As is so often the case with complex systems (not unlike the liver), thyroid diagnostics is not always easy, and does have some controversial elements to it. Dr. Dodds recommends testing for T4, freeT4, T3, freeT3, TgAA, T3 Autoantibody (T3AA) and T4 Autoantibody (T4AA) while OFA considers the results of just three tests to be sufficient in the diagnoses of thyroid disease, and deems the thyroid to be healthy if the free T4 (considered the gold standard), TSH and TgAA levels are normal. However, Dr. Dodds shows data to explain in several of her publications that this may underestimate cases of thyroiditis .
She stated in an e-mail to me, that in about eight percent of the cases of proven autoimmune thyroiditis, the TgAA could be normal while the T4AA and/or T3AA may be positive for a malfunctioning thyroid. Since most autoantibodies are directed against T3, according to Dr. Dodds, rather than T4, the 3-test OFA thyroid Profile would miss these cases completely. She also states that the OFA profile typically requires that the free T4 be measured by a dialysis step, which would remove the T4AA. Thus, the presence of those T4 antibodies would not be recognized.
The thyroid stimulating hormone called TSH which is released by the pituitary gland, is considered by Dr. Dodds to be a relatively poor predictor of thyroid disease in dogs (70%) versus humans where its accuracy is much higher (95%) . The relationship between the pituitary gland, and the thyroid gland in dogs is different to that found in humans. It would seem by reading the information on the OFA website that their methods use this reading to locate the lesion (thyroid or pituitary) rather than necessarily a predictor of disease.

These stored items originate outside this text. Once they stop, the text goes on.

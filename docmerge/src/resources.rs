//! Output buffer ownership.
//!
//! Every merged output lives in an [`OutputRegistry`] for as long as its
//! [`OutputHandle`] is alive. Dropping the handle revokes the entry, so
//! repeated merges never accumulate buffers.

use crate::merge::MergeOutput;
use bytes::Bytes;
use std::collections::HashMap;
use std::sync::{Arc, Mutex, MutexGuard};
use tracing::debug;
use uuid::Uuid;

/// Shared table of live outputs.
#[derive(Debug, Clone, Default)]
pub struct OutputRegistry {
    outputs: Arc<Mutex<HashMap<Uuid, MergeOutput>>>,
}

impl OutputRegistry {
    /// Empty registry.
    pub fn new() -> Self {
        Self::default()
    }

    fn lock(&self) -> MutexGuard<'_, HashMap<Uuid, MergeOutput>> {
        match self.outputs.lock() {
            Ok(guard) => guard,
            Err(poisoned) => poisoned.into_inner(),
        }
    }

    /// Store `output` and return the handle that owns it.
    pub fn register(&self, output: MergeOutput) -> OutputHandle {
        let id = Uuid::new_v4();
        debug!(output = %id, file = %output.file_name, bytes = output.size, "Registered output");
        self.lock().insert(id, output);
        OutputHandle {
            id,
            registry: self.clone(),
        }
    }

    /// A copy of a live output.
    pub fn get(&self, id: Uuid) -> Option<MergeOutput> {
        self.lock().get(&id).cloned()
    }

    /// Whether `id` is still live.
    pub fn contains(&self, id: Uuid) -> bool {
        self.lock().contains_key(&id)
    }

    /// Number of live outputs.
    pub fn len(&self) -> usize {
        self.lock().len()
    }

    /// Whether nothing is live.
    pub fn is_empty(&self) -> bool {
        self.lock().is_empty()
    }

    /// Drop one output. Returns whether it was live.
    pub fn revoke(&self, id: Uuid) -> bool {
        let removed = self.lock().remove(&id).is_some();
        if removed {
            debug!(output = %id, "Revoked output");
        }
        removed
    }

    /// Drop every output, returning how many were live.
    pub fn revoke_all(&self) -> usize {
        let mut outputs = self.lock();
        let count = outputs.len();
        outputs.clear();
        count
    }
}

/// Owner of one registered output. Revokes it on drop.
#[derive(Debug)]
pub struct OutputHandle {
    id: Uuid,
    registry: OutputRegistry,
}

impl OutputHandle {
    /// Registry key.
    pub fn id(&self) -> Uuid {
        self.id
    }

    /// The output, unless it was revoked through the registry.
    pub fn output(&self) -> Option<MergeOutput> {
        self.registry.get(self.id)
    }

    /// The output bytes.
    pub fn data(&self) -> Option<Bytes> {
        self.output().map(|output| output.data)
    }

    /// Whether the output is still live.
    pub fn is_live(&self) -> bool {
        self.registry.contains(self.id)
    }

    /// Revoke now.
    pub fn release(self) {}
}

impl Drop for OutputHandle {
    fn drop(&mut self) {
        self.registry.revoke(self.id);
    }
}

#[cfg(test)]
mod tests {
    use super::*;
    use crate::format::LogicalFormat;

    fn output(name: &str) -> MergeOutput {
        MergeOutput {
            data: Bytes::from_static(b"data"),
            size: 4,
            media_type: "text/plain".to_string(),
            file_name: name.to_string(),
            format: LogicalFormat::Txt,
            requested_format: LogicalFormat::Txt,
            degraded: false,
        }
    }

    #[test]
    fn test_handle_drop_revokes() {
        let registry = OutputRegistry::new();
        let handle = registry.register(output("a.txt"));
        let id = handle.id();

        assert!(registry.contains(id));
        assert_eq!(handle.data().unwrap(), Bytes::from_static(b"data"));

        drop(handle);
        assert!(!registry.contains(id));
        assert!(registry.is_empty());
    }

    #[test]
    fn test_release_and_revoke_all() {
        let registry = OutputRegistry::new();
        let first = registry.register(output("a.txt"));
        let second = registry.register(output("b.txt"));
        assert_eq!(registry.len(), 2);

        first.release();
        assert_eq!(registry.len(), 1);

        assert_eq!(registry.revoke_all(), 1);
        assert!(!second.is_live());
        assert!(second.output().is_none());
    }
}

So what’s the bottom line? Do we need to add another test to our arsenal? It’s not an inexpensive test but is it worth the cost? According to the latest publication by the Canine Health Foundation, “since proper thyroid function is critical to a healthy immune system, if the dog is susceptible to thyroid disease, by inference it is also likely susceptible to other autoimmune disorders. They are listed as being autoimmune hemolytic anemia, immune-mediated thrombocytopenia, hypoadrenocorticism (Addison disease), systemic lupius erythematosus, rheumatoid arthritis and myasthenia gravis. It also states in this same issue that dogs predisposed to autoimmune reactions are also more prone to reactions against parvo and distemper vaccinations. Maybe the main question should be, not whether to give the test or not, but which one, Dr. Dodds or OFA.
Thank you to Dr. Jean Dodd for her assistance writing this article.